Ismaël Habib voulait-il partir en Syrie pour gonfler les rangs du groupe armé État islamique (EI) ? Ou souhaitait-il tirer sa femme et ses enfants des griffes du califat ?

Hier, six mois après le début du procès pour terrorisme du Québécois de 29 ans, c'était jour de plaidoirie. M. Habib est le premier adulte canadien à avoir un procès en vertu de l'article 83.181 du Code criminel pour avoir quitté ou tenté de quitter le pays afin de participer aux activités d'un groupe terroriste. La décision du juge Serge Delisle fera jurisprudence.

RETOUR SUR LES FAITS

• Ismaël Habib est allé en Syrie en 2013. Il aurait passé du temps avec des groupes djihadistes qui ne figurent pas sur la liste des entités considérées comme terroristes par le Canada.

• De retour au Québec, M. Habib a fait plusieurs tentatives pour obtenir un faux passeport, se faisant notamment passer pour son frère jumeau.

• Depuis 2014, M. Habib a fait bon nombre de recherches sur l'internet à propos de l'EI, des armes, des cartes militaires de la Syrie et des moyens de quitter le Canada illégalement.

• La femme et les deux enfants de M. Habib se trouveraient quelque part dans le territoire de l'EI.
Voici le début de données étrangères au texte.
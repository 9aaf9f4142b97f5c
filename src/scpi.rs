//! SCPI command dispatch and reply parsing.
//!
//! Every controller talks to the instrument through one [`Scpi`]. Setters are plain writes and
//! getters are `<path>?` queries whose replies are parsed into numbers, booleans or [`Mnemonic`]s.

use std::convert::TryFrom;
use std::str;
use std::thread;

use log::{debug, error};

use crate::config::Config;
use crate::error::{Error, Result};
use crate::transport::Transport;

/// A symbolic SCPI parameter. The instrument accepts the long command token (`CHANnel1`) and
/// answers with the short reply token (`CHAN1`).
pub trait Mnemonic: Sized + Copy + 'static {
	const ALL: &'static [Self];

	fn command_token(self) -> &'static str;
	fn reply_token(self) -> &'static str;
	fn label(self) -> &'static str;

	fn from_reply(reply:&str) -> Option<Self> {
		let reply = reply.trim();
		Self::ALL.iter().copied().find(|m| {
			m.reply_token().eq_ignore_ascii_case(reply) || m.command_token().eq_ignore_ascii_case(reply)
		})
	}
}

/// Declares an enum of SCPI mnemonics from a table of `Variant => ("COMMand", "COMM", "label")` rows.
#[macro_export]
macro_rules! mnemonic {
	(
		$(#[$meta:meta])*
		$vis:vis enum $name:ident {
			$( $(#[$vmeta:meta])* $variant:ident => ($cmd:literal, $reply:literal, $label:literal) ),+ $(,)?
		}
	) => {
		$(#[$meta])*
		#[derive(Debug, Clone, Copy, PartialEq, Eq, Hash, ::serde::Serialize, ::serde::Deserialize)]
		$vis enum $name { $( $(#[$vmeta])* $variant ),+ }

		impl $crate::scpi::Mnemonic for $name {
			const ALL: &'static [Self] = &[ $( $name::$variant ),+ ];

			fn command_token(self) -> &'static str { match self { $( $name::$variant => $cmd ),+ } }
			fn reply_token(self) -> &'static str { match self { $( $name::$variant => $reply ),+ } }
			fn label(self) -> &'static str { match self { $( $name::$variant => $label ),+ } }
		}

		impl ::std::fmt::Display for $name {
			fn fmt(&self, f:&mut ::std::fmt::Formatter<'_>) -> ::std::fmt::Result {
				f.write_str($crate::scpi::Mnemonic::label(*self))
			}
		}
	};
}

pub struct Scpi {
	transport: Box<dyn Transport>,
	config: Config,
	connected: bool,
}

impl Scpi {

	pub fn new(transport:Box<dyn Transport>, config:Config) -> Self {
		Self{ transport, config, connected: true }
	}

	pub fn config(&self) -> &Config { &self.config }

	pub fn is_connected(&self) -> bool { self.connected }

	fn before_send(&self, cmd:&str) -> Result<()> {
		if !self.connected { return Err(Error::NotConnected); }
		let throttle = self.config.tx_throttle();
		if !throttle.is_zero() { thread::sleep(throttle); }
		if self.config.log_traffic { debug!("sent: {:?}", cmd); }
		Ok(())
	}

	fn failed<T>(cmd:&str, e:Error) -> Result<T> {
		error!("{:?} failed: {}", cmd, e);
		Err(e)
	}

	/// Sends a command that has no reply.
	pub fn write(&mut self, cmd:&str) -> Result<()> {
		self.before_send(cmd)?;
		match self.transport.write(cmd.as_bytes()) {
			Ok(()) => Ok(()),
			Err(e) => Self::failed(cmd, e),
		}
	}

	/// Sends a query and returns the raw response, binary blocks included.
	pub fn ask_raw(&mut self, cmd:&str) -> Result<Vec<u8>> {
		self.before_send(cmd)?;
		match self.transport.ask(cmd.as_bytes()) {
			Ok(reply) => {
				if self.config.log_traffic { debug!("asked: {:?}, answered {} bytes", cmd, reply.len()); }
				Ok(reply)
			},
			Err(e) => Self::failed(cmd, e),
		}
	}

	/// Sends a query and returns the reply line without its terminator.
	pub fn ask(&mut self, cmd:&str) -> Result<String> {
		self.before_send(cmd)?;
		let raw = match self.transport.ask(cmd.as_bytes()) {
			Ok(raw) => raw,
			Err(e) => return Self::failed(cmd, e),
		};
		let reply = str::from_utf8(&raw)?.trim_end_matches(|c| c == '\n' || c == '\r').to_owned();
		if self.config.log_traffic { debug!("asked: {:?}, answered: {:?}", cmd, reply); }
		Ok(reply)
	}

	pub fn query_str(&mut self, path:&str) -> Result<String> { self.ask(&format!("{}?", path)) }

	pub fn query_f64(&mut self, path:&str) -> Result<f64> {
		let cmd = format!("{}?", path);
		let reply = self.ask(&cmd)?;
		parse_f64(&reply).ok_or_else(|| Error::unexpected(&cmd, &reply))
	}

	pub fn query_i64(&mut self, path:&str) -> Result<i64> {
		let cmd = format!("{}?", path);
		let reply = self.ask(&cmd)?;
		parse_i64(&reply).ok_or_else(|| Error::unexpected(&cmd, &reply))
	}

	/// Integer query converted to `T`. A reply that doesn't fit `T` is `Error::UnexpectedReply`.
	pub fn query_int<T:TryFrom<i64>>(&mut self, path:&str) -> Result<T> { self.query_int_in(path, i64::MIN, i64::MAX) }

	/// Like [`Scpi::query_int`], but a reply outside `min..=max` is also `Error::UnexpectedReply`.
	pub fn query_int_in<T:TryFrom<i64>>(&mut self, path:&str, min:i64, max:i64) -> Result<T> {
		let cmd = format!("{}?", path);
		let reply = self.ask(&cmd)?;
		parse_i64(&reply)
			.filter(|n| (min..=max).contains(n))
			.and_then(|n| T::try_from(n).ok())
			.ok_or_else(|| Error::unexpected(&cmd, &reply))
	}

	pub fn query_bool(&mut self, path:&str) -> Result<bool> {
		let cmd = format!("{}?", path);
		let reply = self.ask(&cmd)?;
		parse_bool(&reply).ok_or_else(|| Error::unexpected(&cmd, &reply))
	}

	pub fn query_mnemonic<M:Mnemonic>(&mut self, path:&str) -> Result<M> {
		let cmd = format!("{}?", path);
		let reply = self.ask(&cmd)?;
		M::from_reply(&reply).ok_or_else(|| Error::unexpected(&cmd, &reply))
	}

	pub fn set_f64(&mut self, path:&str, value:f64) -> Result<()> { self.write(&format!("{} {}", path, format_f64(value))) }
	pub fn set_i64(&mut self, path:&str, value:i64) -> Result<()> { self.write(&format!("{} {}", path, value)) }
	pub fn set_bool(&mut self, path:&str, value:bool) -> Result<()> { self.write(&format!("{} {}", path, if value { 1 } else { 0 })) }
	pub fn set_str(&mut self, path:&str, value:&str) -> Result<()> { self.write(&format!("{} {}", path, value)) }

	pub fn set_mnemonic<M:Mnemonic>(&mut self, path:&str, value:M) -> Result<()> {
		self.write(&format!("{} {}", path, value.command_token()))
	}

	/// Issues `<path>?` and returns the payload of the definite length block in the reply.
	pub fn query_block(&mut self, path:&str) -> Result<Vec<u8>> {
		let raw = self.ask_raw(&format!("{}?", path))?;
		parse_block(&raw).map(|data| data.to_vec())
	}

	/// Releases the link. Later calls fail with `Error::NotConnected`.
	pub fn close(&mut self) -> Result<()> {
		if !self.connected { return Ok(()); }
		self.connected = false;
		self.transport.close()
	}

}

/// Parses a numeric reply such as `2.000000e-01`.
pub fn parse_f64(reply:&str) -> Option<f64> {
	reply.trim().parse::<f64>().ok().filter(|v| v.is_finite())
}

/// Parses an integer reply. Integral values in scientific notation (`1.400000e+04`) are accepted.
pub fn parse_i64(reply:&str) -> Option<i64> {
	let reply = reply.trim();
	if let Ok(v) = reply.parse::<i64>() { return Some(v); }
	let v = parse_f64(reply)?;
	if v.fract() == 0.0 && v.abs() < i64::MAX as f64 { Some(v as i64) } else { None }
}

pub fn parse_bool(reply:&str) -> Option<bool> {
	match reply.trim().to_ascii_uppercase().as_str() {
		"1" | "ON"  => Some(true),
		"0" | "OFF" => Some(false),
		_ => None,
	}
}

/// Payload of an IEEE 488.2 definite length block, `#<N><len><data>`. Anything after the data
/// (normally the `\n` terminator) is ignored.
pub fn parse_block(raw:&[u8]) -> Result<&[u8]> {
	if raw.first() != Some(&b'#') {
		return Err(Error::Block("missing '#' at the start of the block".to_owned()));
	}
	let digits = match raw.get(1) {
		Some(d @ b'1'..=b'9') => (d - b'0') as usize,
		_ => return Err(Error::Block("the header length digit must be 1 to 9".to_owned())),
	};
	let header = raw.get(2..2 + digits)
		.ok_or_else(|| Error::Block("the block header is truncated".to_owned()))?;
	let len:usize = str::from_utf8(header).ok()
		.and_then(|h| h.parse().ok())
		.ok_or_else(|| Error::Block(format!("invalid block length {:?}", String::from_utf8_lossy(header))))?;

	let start = 2 + digits;
	raw.get(start..start + len)
		.ok_or_else(|| Error::Block(format!("expected {} data bytes, got {}", len, raw.len() - start)))
}

/// Plain decimal for ordinary magnitudes, scientific notation for very small or large ones.
pub fn format_f64(value:f64) -> String {
	let magnitude = value.abs();
	if magnitude == 0.0 || (1e-3..1e7).contains(&magnitude) { format!("{}", value) } else { format!("{:e}", value) }
}

#[cfg(test)]
mod tests {
	use super::*;
	use crate::transport::MockTransport;

	mnemonic! {
		enum Fruit {
			Apple  => ("APPLe", "APPL", "apple"),
			Banana => ("BANana", "BAN", "banana"),
		}
	}

	#[test]
	fn parses_scientific_notation() {
		assert_eq!(parse_f64("2.000000e-01"), Some(0.2));
		assert_eq!(parse_f64(" -1.5E+03\n"), Some(-1500.0));
		assert!((parse_f64("1.000000e-09").unwrap() - 1e-9).abs() < 1e-21);
		assert_eq!(parse_f64("CHAN1"), None);
		assert_eq!(parse_f64("9.9E37").map(|v| v > 1e37), Some(true));
	}

	#[test]
	fn parses_integers() {
		assert_eq!(parse_i64("14000"), Some(14000));
		assert_eq!(parse_i64("1.400000e+04"), Some(14000));
		assert_eq!(parse_i64("1.5"), None);
	}

	#[test]
	fn parses_booleans() {
		assert_eq!(parse_bool("1"), Some(true));
		assert_eq!(parse_bool("off"), Some(false));
		assert_eq!(parse_bool("2"), None);
	}

	#[test]
	fn formats_floats_compactly() {
		assert_eq!(format_f64(0.5), "0.5");
		assert_eq!(format_f64(2e-9), "2e-9");
		assert_eq!(format_f64(-7000.0), "-7000");
		assert_eq!(format_f64(56e6), "5.6e7");
	}

	#[test]
	fn definite_length_blocks() {
		assert_eq!(parse_block(b"#15hello\n").unwrap(), b"hello");
		assert_eq!(parse_block(b"#2100123456789").unwrap(), b"0123456789");
		assert_eq!(parse_block(b"#10\n").unwrap(), b"");
		assert!(matches!(parse_block(b"15hello"), Err(Error::Block(_))));
		assert!(matches!(parse_block(b"#0"), Err(Error::Block(_))));
		assert!(matches!(parse_block(b"#3"), Err(Error::Block(_))));
		assert!(matches!(parse_block(b"#2x5hello"), Err(Error::Block(_))));
		assert!(matches!(parse_block(b"#19abc"), Err(Error::Block(_))));
	}

	#[test]
	fn mnemonics_match_either_token() {
		assert_eq!(Fruit::from_reply("APPL"), Some(Fruit::Apple));
		assert_eq!(Fruit::from_reply("banana\n"), Some(Fruit::Banana));
		assert_eq!(Fruit::from_reply("CHERRY"), None);
		assert_eq!(Fruit::Apple.to_string(), "apple");
	}

	#[test]
	fn unknown_reply_is_an_error() {
		let mock = MockTransport::new();
		mock.reply(":FRUit", "CHERRY");
		let mut scpi = Scpi::new(Box::new(mock), Config::default());
		match scpi.query_mnemonic::<Fruit>(":FRUit") {
			Err(Error::UnexpectedReply{ command, reply }) => {
				assert_eq!(command, ":FRUit?");
				assert_eq!(reply, "CHERRY");
			},
			other => panic!("unexpected {:?}", other),
		}
	}

	#[test]
	fn integer_replies_must_fit() {
		let mock = MockTransport::new();
		mock.reply(":WIDTh", "300").reply(":COUNt", "-1").reply(":BITS", "1.600000e+01");
		let mut scpi = Scpi::new(Box::new(mock), Config::default());
		assert!(matches!(scpi.query_int::<u8>(":WIDTh"), Err(Error::UnexpectedReply{ .. })));
		assert_eq!(scpi.query_int::<u16>(":WIDTh").unwrap(), 300);
		assert!(matches!(scpi.query_int::<u32>(":COUNt"), Err(Error::UnexpectedReply{ .. })));
		assert_eq!(scpi.query_int_in::<u8>(":BITS", 4, 32).unwrap(), 16);
		assert!(matches!(scpi.query_int_in::<u8>(":BITS", 5, 8), Err(Error::UnexpectedReply{ .. })));
	}

	#[test]
	fn closed_connection_refuses_commands() {
		let mock = MockTransport::new();
		let mut scpi = Scpi::new(Box::new(mock.clone()), Config::default());
		scpi.close().unwrap();
		assert!(mock.is_closed());
		assert!(matches!(scpi.write("*CLS"), Err(Error::NotConnected)));
	}
}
• Après le départ de sa femme, M. Habib a entrepris une relation avec une Gatinoise qui a porté plainte pour violence conjugale l'an dernier.

• M. Habib s'est fait prendre dans une opération d'infiltration de la Gendarmerie royale du Canada (GRC). Il croyait traiter avec une organisation criminelle de passeurs et de faux passeports. Il a avoué à un agent infiltré son désir de rejoindre l'EI.

L'INTENTION DE PARTIR

Les deux camps s'entendent : Ismaël Habib voulait aller en Syrie. Mais pourquoi ?

Pour la défense, M. Habib était prêt à tout, même à se procurer un faux passeport, pour rejoindre femme et enfants. Me Charles Montpetit a admis que le juge ne pouvait pas écarter la possibilité qu'il ait voulu gonfler les rangs des terroristes, mais que l'autre possibilité existait aussi et qu'elle devrait semer un doute raisonnable dans son esprit.

Selon la Couronne, le but ultime de l'accusé était de rejoindre l'EI. Dans sa preuve, la poursuite a déposé des conversations dans lesquelles l'accusé affirme vouloir aider l'EI le plus possible et être prêt à mourir pour le principe. « Le fait qu'il veuille rejoindre sa conjointe et ses enfants n'empêche en rien qu'il veuille également joindre l'EI », a dit la procureure Lyne Decarie.

LA CRÉDIBILITÉ DES AVEUX

La Couronne a déposé en preuve les aveux de M. Habib à un agent d'infiltration qu'il croyait membre d'une organisation criminelle. La défense estime que ces aveux ont été « dirigés » par les policiers, que M. Habib n'a dit que ce que l'homme voulait entendre afin d'obtenir ce qu'on lui faisait miroiter et qu'il désirait le plus : un faux passeport pour aller rejoindre sa famille.

LA CRÉDIBILITÉ DE HABIB

La défense se base largement sur le témoignage de M. Habib pour prouver son désir de retrouver ses proches. « Monsieur n'est pas quelqu'un de crédible et sa version ne devrait pas être crue. Il ne devrait pas soulever un doute [dans la tête du juge] », a dit Lyne Decarie.

COUPABLE D'AVOIR FAIT UNE FAUSSE DÉCLARATION

Ismaël Habib faisait aussi l'objet d'une accusation de fausse déclaration relative à un passeport. Son avocat n'a pas offert de défense sur cette accusation, utilisant plutôt les faits reprochés comme argument dans son plaidoyer. Le juge a déclaré Ismaël Habib coupable, hier. La peine maximale est de deux ans d'emprisonnement. L'accusé est derrière les barreaux depuis un an déjà.